Recycling vs. Burning: A Key Bittensor Distinction
- How Recycling Works: When TAO is spent on subnet registration, the majority of it is recycled. This means the tokens are deleted, and the chain's total issuance counter is wound back as if those tokens were never created.
- The Difference from Burning: A standard burn deletes tokens but leaves the total issuance unchanged. Recycling effectively erases the tokens from history.
- Current State: TAO recycling now only occurs during subnet registration. Miner and validator registrations now recycle Alpha, not TAO, by staking TAO into the pool, taking out Alpha, and recycling the Alpha.

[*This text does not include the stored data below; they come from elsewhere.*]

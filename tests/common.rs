//! tests/common.rs
//! Constants and engine drivers shared across test files

use aesstream::{CipherResult, CryptError, StreamCipher};

/// Fast iteration count for tests - performance testing is in benches/
#[allow(dead_code)] // Used across multiple test files
pub const TEST_ITERATIONS: u32 = 5;

/// Password used by the JSON vectors and most password tests
#[allow(dead_code)] // Used across multiple test files
pub const TEST_PASSWORD: &str = "Hello";

/// 48 bytes: three full blocks, so padding adds a fourth
#[allow(dead_code)] // Used across multiple test files
pub const TEST_DATA: &[u8] = b"foobarbazquxdoomfoobarbazquxdoomfoobarbazquxdoom";

#[allow(dead_code)] // Used across multiple test files
pub const TEST_IV: [u8; 16] = [0x42; 16];

#[allow(dead_code)] // Used across multiple test files
pub const TEST_SALT: [u8; 64] = [0x24; 64];

/// Feeds `input` in `chunk`-sized pieces, then finalizes with nothing.
/// Returns the concatenated output and the engine's recorded result.
#[allow(dead_code)] // Used across multiple test files
pub fn run_chunked<E: StreamCipher>(
    engine: &mut E,
    input: &[u8],
    chunk: usize,
) -> Result<(Vec<u8>, CipherResult), CryptError> {
    let mut out = Vec::new();
    for piece in input.chunks(chunk.max(1)) {
        out.extend(engine.process(piece)?);
    }
    out.extend(engine.finalize(&[])?);
    let result = engine.result().cloned().expect("finalize records a result");
    Ok((out, result))
}

/// Hands the whole input to `finalize` without any `process` call.
#[allow(dead_code)] // Used across multiple test files
pub fn run_single_shot<E: StreamCipher>(
    engine: &mut E,
    input: &[u8],
) -> Result<(Vec<u8>, CipherResult), CryptError> {
    let out = engine.finalize(input)?;
    let result = engine.result().cloned().expect("finalize records a result");
    Ok((out, result))
}
// src/lib.rs

//! Authenticated AES-CBC streaming envelopes under a [`Key`] or a [`Password`].
//!
//! Envelope layout: `header ‖ (ciphertext(16) ‖ tag(2))* ‖ mac`. Each block
//! carries a 2-byte HMAC tag for early tamper detection, and a full-width HMAC
//! over header and all blocks closes the message. Engines accept input in
//! chunks of any size (down to one byte) and produce identical output either
//! way.
//!
//! ```
//! use aesstream::{Password, PasswordDecryptor, PasswordEncryptor, StreamCipher};
//!
//! let password = Password::from("correct horse battery staple");
//! let mut enc = PasswordEncryptor::with_password(&password, 1_000)?;
//! let mut envelope = enc.process(b"first chunk, ")?;
//! envelope.extend(enc.finalize(b"last chunk")?);
//!
//! let mut dec = PasswordDecryptor::with_password(&password)?;
//! let mut plaintext = Vec::new();
//! for chunk in envelope.chunks(7) {
//!     plaintext.extend(dec.process(chunk)?);
//! }
//! plaintext.extend(dec.finalize(&[])?);
//!
//! let result = dec.result().unwrap();
//! assert!(result.is_success());
//! assert_eq!(result.iterations(), Some(1_000));
//! assert_eq!(plaintext, b"first chunk, last chunk");
//! # Ok::<(), aesstream::CryptError>(())
//! ```

pub mod aliases;
pub mod consts;
pub mod crypto;
pub mod decryptor;
pub mod encryptor;
pub mod engine;
pub mod error;
pub mod header;
pub mod key;
pub mod padding;
pub mod result;
pub mod utils;

// High-level API
pub use decryptor::{PasswordDecryptor, RawDecryptor};
pub use encryptor::{PasswordEncryptor, RawEncryptor};
pub use engine::{CipherParameters, Engine, Mode, StreamCipher};
pub use error::CryptError;
pub use key::{Key, Password};
pub use result::{CipherResult, ResultKind};

pub use crypto::hmac::HashWidth;
pub use crypto::kdf::{derive_key_from_password, KeyDeriver};
pub use header::{read_envelope_type, EnvelopeType};
pub use padding::{pad, unpad};
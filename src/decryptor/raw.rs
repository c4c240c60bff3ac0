//! src/decryptor/raw.rs
//! Key-based decryption of 18-byte-header envelopes.

use crate::decryptor::stream::{DecryptEngine, KeyMaterial, KeySource};
use crate::engine::{CipherParameters, StreamCipher};
use crate::error::CryptError;
use crate::header::EnvelopeType;
use crate::key::Key;
use crate::result::CipherResult;
use std::fmt;

/// Streaming decryptor bound to a [`Key`].
///
/// # Example
///
/// ```
/// use aesstream::{Key, RawDecryptor, RawEncryptor, ResultKind, StreamCipher};
///
/// let key = Key::generate(16, 28)?;
/// let envelope = RawEncryptor::with_key(&key)?.finalize(b"attack at dawn")?;
///
/// let mut dec = RawDecryptor::with_key(&key)?;
/// let plaintext = dec.finalize(&envelope)?;
/// assert_eq!(plaintext, b"attack at dawn");
/// assert_eq!(dec.result().unwrap().kind(), ResultKind::Success);
/// # Ok::<(), aesstream::CryptError>(())
/// ```
pub struct RawDecryptor {
    engine: DecryptEngine,
}

impl RawDecryptor {
    pub fn new() -> Self {
        Self {
            engine: DecryptEngine::new(EnvelopeType::Key),
        }
    }

    pub fn with_key(key: &Key) -> Result<Self, CryptError> {
        let mut dec = Self::new();
        dec.initialize_with(key)?;
        Ok(dec)
    }

    fn initialize_with(&mut self, key: &Key) -> Result<(), CryptError> {
        let material = KeyMaterial::from_key(key)?;
        self.engine
            .install(KeySource::Key(material), key.authentication_secret_bytes());
        tracing::debug!(
            key_bits = key.encryption_secret_bytes() * 8,
            mac_len = key.authentication_secret_bytes(),
            "raw decryptor initialized"
        );
        Ok(())
    }
}

impl Default for RawDecryptor {
    fn default() -> Self {
        Self::new()
    }
}

impl StreamCipher for RawDecryptor {
    fn initialize(&mut self, params: CipherParameters<'_>) -> Result<(), CryptError> {
        match params {
            CipherParameters::Key { key, .. } => self.initialize_with(key),
            _ => Err(CryptError::ParameterMismatch(
                "raw decryptor expects key parameters",
            )),
        }
    }

    fn process(&mut self, input: &[u8]) -> Result<Vec<u8>, CryptError> {
        self.engine.process(input)
    }

    fn finalize(&mut self, input: &[u8]) -> Result<Vec<u8>, CryptError> {
        self.engine.finalize(input)
    }

    fn is_initialized(&self) -> bool {
        self.engine.is_initialized()
    }

    fn is_finalized(&self) -> bool {
        self.engine.is_finalized()
    }

    fn result(&self) -> Option<&CipherResult> {
        self.engine.result()
    }

    fn reset(&mut self) -> Result<(), CryptError> {
        self.engine.reset()
    }

    fn deinitialize(&mut self) {
        self.engine.deinitialize()
    }
}

impl fmt::Debug for RawDecryptor {
    fn fmt(&self, f: &mut fmt::Formatter<'_>) -> fmt::Result {
        f.debug_struct("RawDecryptor")
            .field("initialized", &self.engine.is_initialized())
            .field("finalized", &self.engine.is_finalized())
            .field("result", &self.engine.result())
            .finish()
    }
}
// src/crypto/rng.rs
//! Secure randomness for IVs, salts and generated keys.
//!
//! Backed by `rand`'s thread-local CSPRNG, which is seeded and periodically
//! reseeded from the operating system.

use rand::RngCore;

/// Extension trait: gives `.random()` to fixed-size byte arrays.
pub trait SecureRandomExt {
    /// Generate a cryptographically secure random instance of this type
    fn random() -> Self;
}

impl<const N: usize> SecureRandomExt for [u8; N] {
    #[inline]
    fn random() -> Self {
        let mut bytes = [0u8; N];
        rand::rng().fill_bytes(&mut bytes);
        bytes
    }
}

/// Fresh random buffer of `len` bytes.
pub fn random_bytes(len: usize) -> Vec<u8> {
    let mut bytes = vec![0u8; len];
    rand::rng().fill_bytes(&mut bytes);
    bytes
}

#[cfg(test)]
mod tests {
    use super::*;

    #[test]
    fn arrays_differ_between_calls() {
        let a = <[u8; 16]>::random();
        let b = <[u8; 16]>::random();
        assert_ne!(a, b);
    }

    #[test]
    fn random_bytes_has_requested_len() {
        assert_eq!(random_bytes(0).len(), 0);
        assert_eq!(random_bytes(48).len(), 48);
    }
}
//! # Envelope Headers
//!
//! Two header layouts share their first two bytes:
//!
//! | Type | Length | Layout |
//! |---|---|---|
//! | key (raw) | 18 | `version(1)=1, type(1)=1, iv(16)` |
//! | password | 86 | `version(1)=1, type(1)=2, iterations(4, BE), salt(64), iv(16)` |
//!
//! Header bytes are fed into the whole-message MAC, so every field is
//! authenticated even though it is sent in the clear.

use crate::consts::{
    FORMAT_VERSION, IV_LEN, PASSWORD_HEADER_LEN, RAW_HEADER_LEN, SALT_LEN, TYPE_KEY,
    TYPE_PASSWORD,
};
use crate::error::CryptError;

/// Which secret an envelope was sealed under.
#[derive(Debug, Clone, Copy, PartialEq, Eq, Hash)]
pub enum EnvelopeType {
    Key,
    Password,
}

impl EnvelopeType {
    pub const fn type_byte(self) -> u8 {
        match self {
            EnvelopeType::Key => TYPE_KEY,
            EnvelopeType::Password => TYPE_PASSWORD,
        }
    }

    pub const fn header_len(self) -> usize {
        match self {
            EnvelopeType::Key => RAW_HEADER_LEN,
            EnvelopeType::Password => PASSWORD_HEADER_LEN,
        }
    }
}

/// Header of a key-encrypted envelope.
#[derive(Debug, Clone, PartialEq, Eq)]
pub struct RawHeader {
    pub version: u8,
    pub envelope_type: u8,
    pub iv: [u8; IV_LEN],
}

impl RawHeader {
    pub fn new(iv: [u8; IV_LEN]) -> Self {
        Self {
            version: FORMAT_VERSION,
            envelope_type: TYPE_KEY,
            iv,
        }
    }

    pub fn to_bytes(&self) -> [u8; RAW_HEADER_LEN] {
        let mut out = [0u8; RAW_HEADER_LEN];
        out[0] = self.version;
        out[1] = self.envelope_type;
        out[2..].copy_from_slice(&self.iv);
        out
    }

    /// Splits the fields without validating version or type; the decryptor
    /// records those as results instead of failing the parse.
    pub fn from_bytes(bytes: &[u8; RAW_HEADER_LEN]) -> Self {
        let mut iv = [0u8; IV_LEN];
        iv.copy_from_slice(&bytes[2..]);
        Self {
            version: bytes[0],
            envelope_type: bytes[1],
            iv,
        }
    }
}

/// Header of a password-encrypted envelope, carrying the KDF parameters.
#[derive(Debug, Clone, PartialEq, Eq)]
pub struct PasswordHeader {
    pub version: u8,
    pub envelope_type: u8,
    pub iterations: u32,
    pub salt: [u8; SALT_LEN],
    pub iv: [u8; IV_LEN],
}

impl PasswordHeader {
    pub fn new(iterations: u32, salt: [u8; SALT_LEN], iv: [u8; IV_LEN]) -> Self {
        Self {
            version: FORMAT_VERSION,
            envelope_type: TYPE_PASSWORD,
            iterations,
            salt,
            iv,
        }
    }

    pub fn to_bytes(&self) -> [u8; PASSWORD_HEADER_LEN] {
        let mut out = [0u8; PASSWORD_HEADER_LEN];
        out[0] = self.version;
        out[1] = self.envelope_type;
        out[2..6].copy_from_slice(&self.iterations.to_be_bytes());
        out[6..6 + SALT_LEN].copy_from_slice(&self.salt);
        out[6 + SALT_LEN..].copy_from_slice(&self.iv);
        out
    }

    pub fn from_bytes(bytes: &[u8; PASSWORD_HEADER_LEN]) -> Self {
        let mut iterations = [0u8; 4];
        iterations.copy_from_slice(&bytes[2..6]);
        let mut salt = [0u8; SALT_LEN];
        salt.copy_from_slice(&bytes[6..6 + SALT_LEN]);
        let mut iv = [0u8; IV_LEN];
        iv.copy_from_slice(&bytes[6 + SALT_LEN..]);
        Self {
            version: bytes[0],
            envelope_type: bytes[1],
            iterations: u32::from_be_bytes(iterations),
            salt,
            iv,
        }
    }
}

/// Read the envelope type from the first two bytes of an envelope.
///
/// Lets an outer layer pick the right decryptor (or surface the KDF cost of a
/// password envelope via [`PasswordHeader::from_bytes`]) before decrypting.
///
/// # Errors
///
/// [`CryptError::Header`] if fewer than two bytes are given, the version is
/// not [`FORMAT_VERSION`], or the type byte is unknown.
///
/// # Example
///
/// ```
/// use aesstream::header::{read_envelope_type, EnvelopeType};
///
/// assert_eq!(read_envelope_type(&[1, 2])?, EnvelopeType::Password);
/// assert!(read_envelope_type(&[2, 1]).is_err());
/// # Ok::<(), aesstream::CryptError>(())
/// ```
pub fn read_envelope_type(bytes: &[u8]) -> Result<EnvelopeType, CryptError> {
    let [version, envelope_type, ..] = bytes else {
        return Err(CryptError::Header("envelope shorter than 2 bytes".into()));
    };
    if *version != FORMAT_VERSION {
        return Err(CryptError::Header(format!("Unsupported version: {version}")));
    }
    match *envelope_type {
        TYPE_KEY => Ok(EnvelopeType::Key),
        TYPE_PASSWORD => Ok(EnvelopeType::Password),
        other => Err(CryptError::Header(format!("Unsupported type: {other}"))),
    }
}
//! # Engine Interface
//!
//! Every engine follows the same lifecycle:
//!
//! ```text
//! new ──initialize──► initialized ──process*──► ──finalize──► finalized
//!                         ▲                                       │
//!                         └──────────────── reset ────────────────┘
//! ```
//!
//! Misuse (`process`/`finalize` before `initialize` or after `finalize`)
//! returns a [`CryptError`]. Data and authenticity failures never do; they are
//! recorded in the engine's [`CipherResult`].
//!
//! [`Engine`] selects one of the four concrete engines from a [`Mode`] tag for
//! callers that pick the direction at runtime.

use crate::consts::{IV_LEN, SALT_LEN};
use crate::decryptor::{PasswordDecryptor, RawDecryptor};
use crate::encryptor::{PasswordEncryptor, RawEncryptor};
use crate::error::CryptError;
use crate::key::{Key, Password};
use crate::result::CipherResult;

/// Parameters bound to an engine by [`StreamCipher::initialize`].
///
/// `None` for an IV or salt means "generate a fresh random one".
#[derive(Debug, Clone, Copy)]
pub enum CipherParameters<'a> {
    /// Raw encrypt or decrypt. `iv` is ignored when decrypting (it is read
    /// from the envelope).
    Key {
        key: &'a Key,
        iv: Option<[u8; IV_LEN]>,
    },
    PasswordEncrypt {
        password: &'a Password,
        iterations: u32,
        salt: Option<[u8; SALT_LEN]>,
        iv: Option<[u8; IV_LEN]>,
    },
    /// KDF parameters come from the envelope header.
    PasswordDecrypt { password: &'a Password },
}

impl<'a> CipherParameters<'a> {
    /// Key parameters with a random IV.
    pub fn key(key: &'a Key) -> Self {
        CipherParameters::Key { key, iv: None }
    }

    /// Password-encrypt parameters with random salt and IV.
    pub fn password_encrypt(password: &'a Password, iterations: u32) -> Self {
        CipherParameters::PasswordEncrypt {
            password,
            iterations,
            salt: None,
            iv: None,
        }
    }

    pub fn password_decrypt(password: &'a Password) -> Self {
        CipherParameters::PasswordDecrypt { password }
    }
}

/// Incremental cipher state machine.
pub trait StreamCipher {
    /// Binds key material and allocates the cipher and MAC contexts.
    ///
    /// Re-initializing an engine discards any previous message state.
    fn initialize(&mut self, params: CipherParameters<'_>) -> Result<(), CryptError>;

    /// Feeds the next chunk of input and returns whatever output is ready.
    fn process(&mut self, input: &[u8]) -> Result<Vec<u8>, CryptError>;

    /// Feeds the final chunk (possibly empty) and completes the message.
    fn finalize(&mut self, input: &[u8]) -> Result<Vec<u8>, CryptError>;

    fn is_initialized(&self) -> bool;

    fn is_finalized(&self) -> bool;

    /// First recorded outcome, or `None` while nothing has been decided.
    fn result(&self) -> Option<&CipherResult>;

    fn has_result(&self) -> bool {
        self.result().is_some()
    }

    /// Re-arms the engine for another message under the same parameters.
    ///
    /// Encryptors reuse the same IV (and salt); call `initialize` again when a
    /// fresh IV is needed.
    fn reset(&mut self) -> Result<(), CryptError>;

    /// Drops all contexts and zeroes buffered data.
    fn deinitialize(&mut self);
}

/// Engine selector.
#[derive(Debug, Clone, Copy, PartialEq, Eq, Hash)]
pub enum Mode {
    RawEncrypt,
    RawDecrypt,
    PasswordEncrypt,
    PasswordDecrypt,
}

/// One of the four concrete engines, chosen by [`Mode`].
#[derive(Debug)]
pub enum Engine {
    RawEncrypt(RawEncryptor),
    RawDecrypt(RawDecryptor),
    PasswordEncrypt(PasswordEncryptor),
    PasswordDecrypt(PasswordDecryptor),
}

impl Engine {
    /// Uninitialized engine for `mode`.
    pub fn new(mode: Mode) -> Self {
        match mode {
            Mode::RawEncrypt => Engine::RawEncrypt(RawEncryptor::new()),
            Mode::RawDecrypt => Engine::RawDecrypt(RawDecryptor::new()),
            Mode::PasswordEncrypt => Engine::PasswordEncrypt(PasswordEncryptor::new()),
            Mode::PasswordDecrypt => Engine::PasswordDecrypt(PasswordDecryptor::new()),
        }
    }

    pub fn mode(&self) -> Mode {
        match self {
            Engine::RawEncrypt(_) => Mode::RawEncrypt,
            Engine::RawDecrypt(_) => Mode::RawDecrypt,
            Engine::PasswordEncrypt(_) => Mode::PasswordEncrypt,
            Engine::PasswordDecrypt(_) => Mode::PasswordDecrypt,
        }
    }

    fn inner(&self) -> &dyn StreamCipher {
        match self {
            Engine::RawEncrypt(e) => e,
            Engine::RawDecrypt(e) => e,
            Engine::PasswordEncrypt(e) => e,
            Engine::PasswordDecrypt(e) => e,
        }
    }

    fn inner_mut(&mut self) -> &mut dyn StreamCipher {
        match self {
            Engine::RawEncrypt(e) => e,
            Engine::RawDecrypt(e) => e,
            Engine::PasswordEncrypt(e) => e,
            Engine::PasswordDecrypt(e) => e,
        }
    }
}

impl StreamCipher for Engine {
    fn initialize(&mut self, params: CipherParameters<'_>) -> Result<(), CryptError> {
        self.inner_mut().initialize(params)
    }

    fn process(&mut self, input: &[u8]) -> Result<Vec<u8>, CryptError> {
        self.inner_mut().process(input)
    }

    fn finalize(&mut self, input: &[u8]) -> Result<Vec<u8>, CryptError> {
        self.inner_mut().finalize(input)
    }

    fn is_initialized(&self) -> bool {
        self.inner().is_initialized()
    }

    fn is_finalized(&self) -> bool {
        self.inner().is_finalized()
    }

    fn result(&self) -> Option<&CipherResult> {
        self.inner().result()
    }

    fn reset(&mut self) -> Result<(), CryptError> {
        self.inner_mut().reset()
    }

    fn deinitialize(&mut self) {
        self.inner_mut().deinitialize()
    }
}
//! # Key Material
//!
//! [`Key`] pairs an AES encryption secret with an HMAC authentication secret.
//! [`Password`] wraps raw password bytes for the password engines.
//!
//! Both hold their bytes in `secure-gate` wrappers: zeroized on drop, and only
//! readable through an explicit `expose_*` call.

use crate::aliases::{PasswordBytes, SecretBytes};
use secure_gate::{RevealSecret, RevealSecretMut};
use crate::consts::ENCRYPTION_SECRET_LENGTHS;
use crate::crypto::hmac::HashWidth;
use crate::crypto::rng::random_bytes;
use crate::error::CryptError;
use std::fmt;
use zeroize::Zeroize;

/// Immutable encryption + authentication secret pair.
///
/// - encryption secret: 16, 24 or 32 bytes (AES-128/192/256)
/// - authentication secret: 28, 32, 48 or 64 bytes, which also selects
///   HMAC-SHA224/256/384/512 for both per-block tags and the final MAC
pub struct Key {
    encryption_secret: SecretBytes,
    authentication_secret: SecretBytes,
    hash_width: HashWidth,
    name: Option<String>,
    description: Option<String>,
}

impl Key {
    /// Builds a key after validating both secret lengths.
    pub fn new(encryption_secret: &[u8], authentication_secret: &[u8]) -> Result<Self, CryptError> {
        if !ENCRYPTION_SECRET_LENGTHS.contains(&encryption_secret.len()) {
            return Err(CryptError::InvalidKeyLength {
                secret: "encryption",
                len: encryption_secret.len(),
            });
        }
        let hash_width = HashWidth::from_secret_len(authentication_secret.len()).ok_or(
            CryptError::InvalidKeyLength {
                secret: "authentication",
                len: authentication_secret.len(),
            },
        )?;

        Ok(Self {
            encryption_secret: SecretBytes::new(encryption_secret.to_vec()),
            authentication_secret: SecretBytes::new(authentication_secret.to_vec()),
            hash_width,
            name: None,
            description: None,
        })
    }

    /// Fresh random key with the requested secret lengths.
    pub fn generate(
        encryption_secret_bytes: usize,
        authentication_secret_bytes: usize,
    ) -> Result<Self, CryptError> {
        let mut enc = random_bytes(encryption_secret_bytes);
        let mut auth = random_bytes(authentication_secret_bytes);
        let key = Self::new(&enc, &auth);
        enc.zeroize();
        auth.zeroize();
        key
    }

    #[must_use]
    pub fn with_name(mut self, name: impl Into<String>) -> Self {
        self.name = Some(name.into());
        self
    }

    #[must_use]
    pub fn with_description(mut self, description: impl Into<String>) -> Self {
        self.description = Some(description.into());
        self
    }

    pub fn name(&self) -> Option<&str> {
        self.name.as_deref()
    }

    pub fn description(&self) -> Option<&str> {
        self.description.as_deref()
    }

    pub fn expose_encryption_secret(&self) -> &[u8] {
        self.encryption_secret.expose_secret()
    }

    pub fn expose_authentication_secret(&self) -> &[u8] {
        self.authentication_secret.expose_secret()
    }

    pub fn encryption_secret_bytes(&self) -> usize {
        self.encryption_secret.expose_secret().len()
    }

    /// Also the whole-message MAC length for envelopes under this key.
    pub fn authentication_secret_bytes(&self) -> usize {
        self.authentication_secret.expose_secret().len()
    }

    pub fn hash_width(&self) -> HashWidth {
        self.hash_width
    }
}

impl fmt::Debug for Key {
    fn fmt(&self, f: &mut fmt::Formatter<'_>) -> fmt::Result {
        f.debug_struct("Key")
            .field("encryption_secret_bytes", &self.encryption_secret_bytes())
            .field("authentication_secret_bytes", &self.authentication_secret_bytes())
            .field("name", &self.name)
            .field("description", &self.description)
            .finish_non_exhaustive()
    }
}

/// Raw password bytes. No encoding is imposed.
pub struct Password {
    bytes: PasswordBytes,
}

impl Password {
    pub fn new(bytes: impl Into<Vec<u8>>) -> Self {
        Self {
            bytes: PasswordBytes::new(bytes.into()),
        }
    }

    pub fn expose_secret(&self) -> &[u8] {
        self.bytes.expose_secret()
    }

    /// Zeroes the password in place and truncates it to empty.
    pub fn erase(&mut self) {
        let bytes = self.bytes.expose_secret_mut();
        bytes.zeroize();
        bytes.clear();
    }

    pub fn is_empty(&self) -> bool {
        self.bytes.expose_secret().is_empty()
    }
}

impl From<&str> for Password {
    fn from(s: &str) -> Self {
        Password::new(s.as_bytes())
    }
}

impl From<String> for Password {
    fn from(s: String) -> Self {
        Password::new(s.into_bytes())
    }
}

impl fmt::Debug for Password {
    fn fmt(&self, f: &mut fmt::Formatter<'_>) -> fmt::Result {
        f.write_str("Password([REDACTED])")
    }
}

Conclusion: Navigating the Economic Gauntlet
This deep dive reveals Bittensor's tokenomics as a system of temporary "guardrails" designed to foster fair distribution and deep liquidity. For investors, understanding that the current sell pressure is a feature, not a bug, is critical for identifying value in subnets poised to thrive once these initial constraints are lifted.